Trauma, rage, depression, and heartbreak mingle with dashes of optimism and excitement.

A moving testament to human connection in the modern age.

The characters in Welsh author Morris’ short stories are desperate for control. He paints a world that is ambivalent at best, actively cruel at worst. In “Little Wizard,” the ironically nicknamed Big Mike rails against his diminutive stature, lashing out at friends, co-workers, roommates, and prospective Tinder dates because no one can seem to look past the fact that he’s 5-foot-3. He, like Morris’ other protagonists, begs for a chance, for someone to see him. He finally works up the courage to ask his best friend and crush, Rhian, out on a date, and the grand reveal showcases Morris’ true intention with the tale. Elsewhere, in “Birthday Teeth,” Glyn is a moderator on a forum for vampire fanatics. He balances taking care of his depressed mother with his own macabre outlook on the world, all the while obsessively sharing details of a recently ended relationship, one that involved a staggering betrayal. Glyn has convinced himself he can solve his problems by paying for a procedure to get his teeth sharpened; if only he had this one thing, everything else would turn out all right. It’s the essential theme of this story collection—what are the ways we try to control the uncontrollable? Life’s randomness brings chaos and tragedy.

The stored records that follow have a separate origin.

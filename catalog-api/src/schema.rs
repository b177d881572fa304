use async_graphql::{EmptySubscription, MergedObject, Schema, dataloader::DataLoader};
use poem::session::Session;

use crate::authentication::{AuthenticationMutation, CurrentUser};
use crate::database::DatabasePool;
use crate::podcasts::{PodcastLoader, PodcastsMutation, PodcastsQuery};
use crate::utils::PagePolicy;

#[derive(MergedObject)]
pub struct QueryRoot(PodcastsQuery);

#[derive(MergedObject, Default)]
pub struct MutationRoot(PodcastsMutation, AuthenticationMutation);

pub type CatalogSchema = Schema<QueryRoot, MutationRoot, EmptySubscription>;

/// Build the schema. Fails if an ordering is invalid.
pub fn build_schema(pool: DatabasePool, policy: PagePolicy) -> anyhow::Result<CatalogSchema> {
    let query = QueryRoot(PodcastsQuery::new()?);

    let schema = Schema::build(query, MutationRoot::default(), EmptySubscription)
        .data(pool)
        .data(policy)
        .finish();

    Ok(schema)
}

/// Attach the per-request data: the session, its user and a fresh loader.
pub fn with_request_data(
    request: async_graphql::Request,
    pool: &DatabasePool,
    session: &Session,
) -> async_graphql::Request {
    let loader = DataLoader::new(PodcastLoader::new(pool.get_pool()), tokio::spawn);
    let request = request.data(session.clone()).data(loader);

    match CurrentUser::from_session(session) {
        Some(user) => request.data(user),
        None => request,
    }
}
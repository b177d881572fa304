use async_graphql::{ComplexObject, Context, ID, SimpleObject, dataloader::DataLoader};
use catalog_pagination::{KeyKind, KeyValue, Sortable};
use uuid::Uuid;

use super::loader::PodcastLoader;

/// Columns selected whenever a [`Podcast`] row is loaded.
pub const PODCAST_COLUMNS: &str = "id, title, subtitle, hosted_by, description, website, image";

/// A podcast in the catalog.
#[derive(Debug, Clone, SimpleObject, sqlx::FromRow)]
#[graphql(complex)]
pub struct Podcast {
    #[graphql(skip)]
    pub id: Uuid,
    pub title: String,
    pub subtitle: String,
    /// The host or author of the podcast.
    pub hosted_by: String,
    pub description: String,
    pub website: String,
    /// URL of the cover image.
    pub image: String,
}

#[ComplexObject]
impl Podcast {
    /// The ID of the podcast.
    async fn id(&self) -> ID {
        ID(self.id.to_string())
    }
}

// Sort field names double as column names in keyset queries.
impl Sortable for Podcast {
    const SORT_FIELDS: &'static [(&'static str, KeyKind)] =
        &[("id", KeyKind::Uuid), ("title", KeyKind::Text)];
    const UNIQUE_FIELDS: &'static [&'static str] = &["id"];

    fn sort_value(&self, field: &str) -> KeyValue {
        match field {
            "id" => self.id.into(),
            "title" => self.title.as_str().into(),
            _ => KeyValue::Null,
        }
    }
}

/// An episode of a podcast.
#[derive(Debug, Clone, SimpleObject, sqlx::FromRow)]
#[graphql(complex)]
pub struct Episode {
    #[graphql(skip)]
    pub id: Uuid,
    pub title: String,
    /// Show notes.
    pub notes: String,
    /// Length of the episode, in seconds.
    pub total_time: i32,
    pub published_at: chrono::DateTime<chrono::Utc>,
    #[graphql(skip)]
    pub podcast_id: Uuid,
}

#[ComplexObject]
impl Episode {
    /// The ID of the episode.
    async fn id(&self) -> ID {
        ID(self.id.to_string())
    }

    /// The podcast this episode belongs to.
    ///
    /// Lookups are batched per request, so listing many episodes costs a
    /// single podcast query.
    async fn podcast(&self, context: &Context<'_>) -> async_graphql::Result<Podcast> {
        let loader = context.data::<DataLoader<PodcastLoader>>()?;

        loader
            .load_one(self.podcast_id)
            .await?
            .ok_or_else(|| format!("Podcast {} not found", self.podcast_id).into())
    }
}
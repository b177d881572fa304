//! RSS feed parsing.

use anyhow::{Context, bail};
use chrono::{DateTime, Utc};
use quick_xml::{Reader, events::BytesStart, events::Event};

/// The channel of an RSS feed.
#[derive(Debug, Clone, Default, PartialEq)]
pub struct ParsedPodcast {
    pub title: String,
    pub subtitle: String,
    pub description: String,
    pub link: String,
    pub language: String,
    pub itunes_author: String,
    pub cover_url: String,
    pub episodes: Vec<ParsedEpisode>,
}

/// One `<item>` of an RSS feed.
#[derive(Debug, Clone, Default, PartialEq)]
pub struct ParsedEpisode {
    pub guid: String,
    pub title: String,
    pub description: String,
    pub published: Option<DateTime<Utc>>,
    /// Length in seconds, 0 when unknown.
    pub total_time: i32,
    pub audio_url: String,
}

/// Parse an RSS 2.0 document, including the common iTunes extensions.
pub fn parse_feed(xml: &str) -> anyhow::Result<ParsedPodcast> {
    let mut reader = Reader::from_str(xml);

    let mut podcast = ParsedPodcast::default();
    let mut episode: Option<ParsedEpisode> = None;
    let mut path: Vec<String> = Vec::new();
    let mut text = String::new();

    loop {
        let event = reader.read_event().with_context(|| {
            format!("Malformed feed at byte {}", reader.buffer_position())
        })?;

        match event {
            Event::Start(element) => {
                let name = element_name(&element);
                if name == "item" {
                    episode = Some(ParsedEpisode::default());
                }
                apply_attributes(&element, &name, &mut podcast, episode.as_mut())?;

                path.push(name);
                text.clear();
            }
            Event::Empty(element) => {
                let name = element_name(&element);
                apply_attributes(&element, &name, &mut podcast, episode.as_mut())?;
            }
            Event::Text(content) => text.push_str(&String::from_utf8_lossy(content.as_ref())),
            Event::CData(content) => text.push_str(&String::from_utf8_lossy(&content.into_inner())),
            Event::GeneralRef(reference) => {
                let entity = reference.decode()?;
                match resolve_entity(&entity) {
                    Some(resolved) => text.push_str(&resolved),
                    None => {
                        text.push('&');
                        text.push_str(&entity);
                        text.push(';');
                    }
                }
            }
            Event::End(_) => {
                let Some(name) = path.pop() else {
                    continue;
                };
                let value = std::mem::take(&mut text).trim().to_string();

                if name == "item" {
                    if let Some(episode) = episode.take() {
                        podcast.episodes.push(episode);
                    }
                } else if let Some(episode) = episode.as_mut() {
                    apply_episode_field(episode, &name, value);
                } else {
                    let parent = path.last().map(String::as_str);
                    apply_channel_field(&mut podcast, parent, &name, value);
                }
            }
            Event::Eof => break,
            _ => {}
        }
    }

    if podcast.title.is_empty() {
        bail!("Feed has no channel title");
    }

    Ok(podcast)
}

fn element_name(element: &BytesStart<'_>) -> String {
    String::from_utf8_lossy(element.name().as_ref()).into_owned()
}

fn attribute(element: &BytesStart<'_>, name: &str) -> anyhow::Result<Option<String>> {
    let Some(attribute) = element.try_get_attribute(name)? else {
        return Ok(None);
    };
    let raw = String::from_utf8_lossy(&attribute.value);

    Ok(Some(quick_xml::escape::unescape(&raw)?.into_owned()))
}

fn apply_attributes(
    element: &BytesStart<'_>,
    name: &str,
    podcast: &mut ParsedPodcast,
    episode: Option<&mut ParsedEpisode>,
) -> anyhow::Result<()> {
    match (name, episode) {
        ("enclosure", Some(episode)) => {
            if let Some(url) = attribute(element, "url")? {
                episode.audio_url = url;
            }
        }
        ("itunes:image", None) => {
            if let Some(href) = attribute(element, "href")? {
                podcast.cover_url = href;
            }
        }
        _ => {}
    }

    Ok(())
}

fn apply_channel_field(
    podcast: &mut ParsedPodcast,
    parent: Option<&str>,
    name: &str,
    value: String,
) {
    match (parent, name) {
        (Some("channel"), "title") => podcast.title = value,
        (Some("channel"), "description") => podcast.description = value,
        (Some("channel"), "itunes:summary") if podcast.description.is_empty() => {
            podcast.description = value
        }
        (Some("channel"), "itunes:subtitle") => podcast.subtitle = value,
        (Some("channel"), "link") => podcast.link = value,
        (Some("channel"), "language") => podcast.language = value,
        (Some("channel"), "itunes:author") => podcast.itunes_author = value,
        // <itunes:image> wins over the plain RSS image.
        (Some("image"), "url") if podcast.cover_url.is_empty() => podcast.cover_url = value,
        _ => {}
    }
}

fn apply_episode_field(episode: &mut ParsedEpisode, name: &str, value: String) {
    match name {
        "title" => episode.title = value,
        "guid" => episode.guid = value,
        "description" => episode.description = value,
        "itunes:summary" | "content:encoded" if episode.description.is_empty() => {
            episode.description = value
        }
        "pubDate" => {
            episode.published = DateTime::parse_from_rfc2822(&value)
                .map(|published| published.with_timezone(&Utc))
                .ok()
        }
        "itunes:duration" => episode.total_time = parse_duration(&value).unwrap_or_default(),
        _ => {}
    }
}

/// Parse an `itunes:duration`: plain seconds, `MM:SS` or `HH:MM:SS`.
pub fn parse_duration(raw: &str) -> Option<i32> {
    let parts: Vec<&str> = raw.trim().split(':').collect();

    if parts.is_empty() || parts.len() > 3 {
        return None;
    }

    parts.iter().try_fold(0_i32, |total, part| {
        let value = i32::try_from(part.trim().parse::<u32>().ok()?).ok()?;
        total.checked_mul(60)?.checked_add(value)
    })
}

fn resolve_entity(entity: &str) -> Option<String> {
    let resolved = match entity {
        "amp" => '&',
        "lt" => '<',
        "gt" => '>',
        "quot" => '"',
        "apos" => '\'',
        _ => {
            let code = entity.strip_prefix('#')?;
            let code = match code.strip_prefix(['x', 'X']) {
                Some(hex) => u32::from_str_radix(hex, 16).ok()?,
                None => code.parse().ok()?,
            };
            char::from_u32(code)?
        }
    };

    Some(resolved.to_string())
}

#[cfg(test)]
mod tests {
    use super::*;
    use chrono::TimeZone;

    const FEED: &str = r#"<?xml version="1.0" encoding="UTF-8"?>
<rss version="2.0" xmlns:itunes="http://www.itunes.com/dtds/podcast-1.0.dtd">
  <channel>
    <title>Talk &amp; Python</title>
    <link>https://talk.example.com</link>
    <language>en</language>
    <description><![CDATA[A show about <b>Python</b>.]]></description>
    <itunes:author>Jane Host</itunes:author>
    <itunes:subtitle>Weekly</itunes:subtitle>
    <image>
      <url>https://talk.example.com/small.png</url>
      <title>Talk &amp; Python</title>
    </image>
    <itunes:image href="https://talk.example.com/cover.png"/>
    <item>
      <title>Episode 2: Typing &#8212; deep dive</title>
      <guid>ep-2</guid>
      <description>Second</description>
      <pubDate>Tue, 05 Mar 2024 10:00:00 +0100</pubDate>
      <itunes:duration>1:02:03</itunes:duration>
      <enclosure url="https://cdn.example.com/2.mp3?a=1&amp;b=2" length="1" type="audio/mpeg"/>
    </item>
    <item>
      <title>Episode 1</title>
      <itunes:summary>First</itunes:summary>
      <itunes:duration>300</itunes:duration>
    </item>
  </channel>
</rss>"#;

    #[test]
    fn test_parse_channel() {
        let podcast = parse_feed(FEED).unwrap();

        assert_eq!(podcast.title, "Talk & Python");
        assert_eq!(podcast.link, "https://talk.example.com");
        assert_eq!(podcast.language, "en");
        assert_eq!(podcast.description, "A show about <b>Python</b>.");
        assert_eq!(podcast.itunes_author, "Jane Host");
        assert_eq!(podcast.subtitle, "Weekly");
        assert_eq!(podcast.cover_url, "https://talk.example.com/cover.png");
        assert_eq!(podcast.episodes.len(), 2);
    }

    #[test]
    fn test_parse_episodes() {
        let podcast = parse_feed(FEED).unwrap();
        let latest = &podcast.episodes[0];

        assert_eq!(latest.title, "Episode 2: Typing \u{2014} deep dive");
        assert_eq!(latest.guid, "ep-2");
        assert_eq!(latest.description, "Second");
        assert_eq!(
            latest.published,
            Some(Utc.with_ymd_and_hms(2024, 3, 5, 9, 0, 0).unwrap())
        );
        assert_eq!(latest.total_time, 3723);
        assert_eq!(latest.audio_url, "https://cdn.example.com/2.mp3?a=1&b=2");

        let first = &podcast.episodes[1];
        assert_eq!(first.description, "First");
        assert_eq!(first.total_time, 300);
        assert_eq!(first.published, None);
    }

    #[test]
    fn test_feed_without_title_is_rejected() {
        let result = parse_feed("<rss><channel><item><title>x</title></item></channel></rss>");

        assert!(result.is_err());
    }

    #[test]
    fn test_malformed_xml_is_rejected() {
        assert!(parse_feed("<rss><channel><title>x</channel></rss>").is_err());
    }

    #[test]
    fn test_parse_duration() {
        assert_eq!(parse_duration("45"), Some(45));
        assert_eq!(parse_duration("05:07"), Some(307));
        assert_eq!(parse_duration("1:00:00"), Some(3600));
        assert_eq!(parse_duration(""), None);
        assert_eq!(parse_duration("1:2:3:4"), None);
        assert_eq!(parse_duration("-5"), None);
        assert_eq!(parse_duration("12.5"), None);
    }

    #[test]
    fn test_resolve_entity() {
        assert_eq!(resolve_entity("amp").as_deref(), Some("&"));
        assert_eq!(resolve_entity("#39").as_deref(), Some("'"));
        assert_eq!(resolve_entity("#x2014").as_deref(), Some("\u{2014}"));
        assert_eq!(resolve_entity("nbsp"), None);
    }
}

Is there an escape? In “Wales,” Gareth goes to a soccer match with his father, whom he hasn’t seen in three months. If Wales wins, “everything will turn out okay,” he assures himself. “His mother will find a wad of cash stuffed in the walls and they won’t need to move out.” The throughline here is an unrelenting empathy, whether Morris is writing about a family of seahorses or a couple wrestling through disconnect on what was supposed to be a restful vacation. Everyone, every living thing, matters.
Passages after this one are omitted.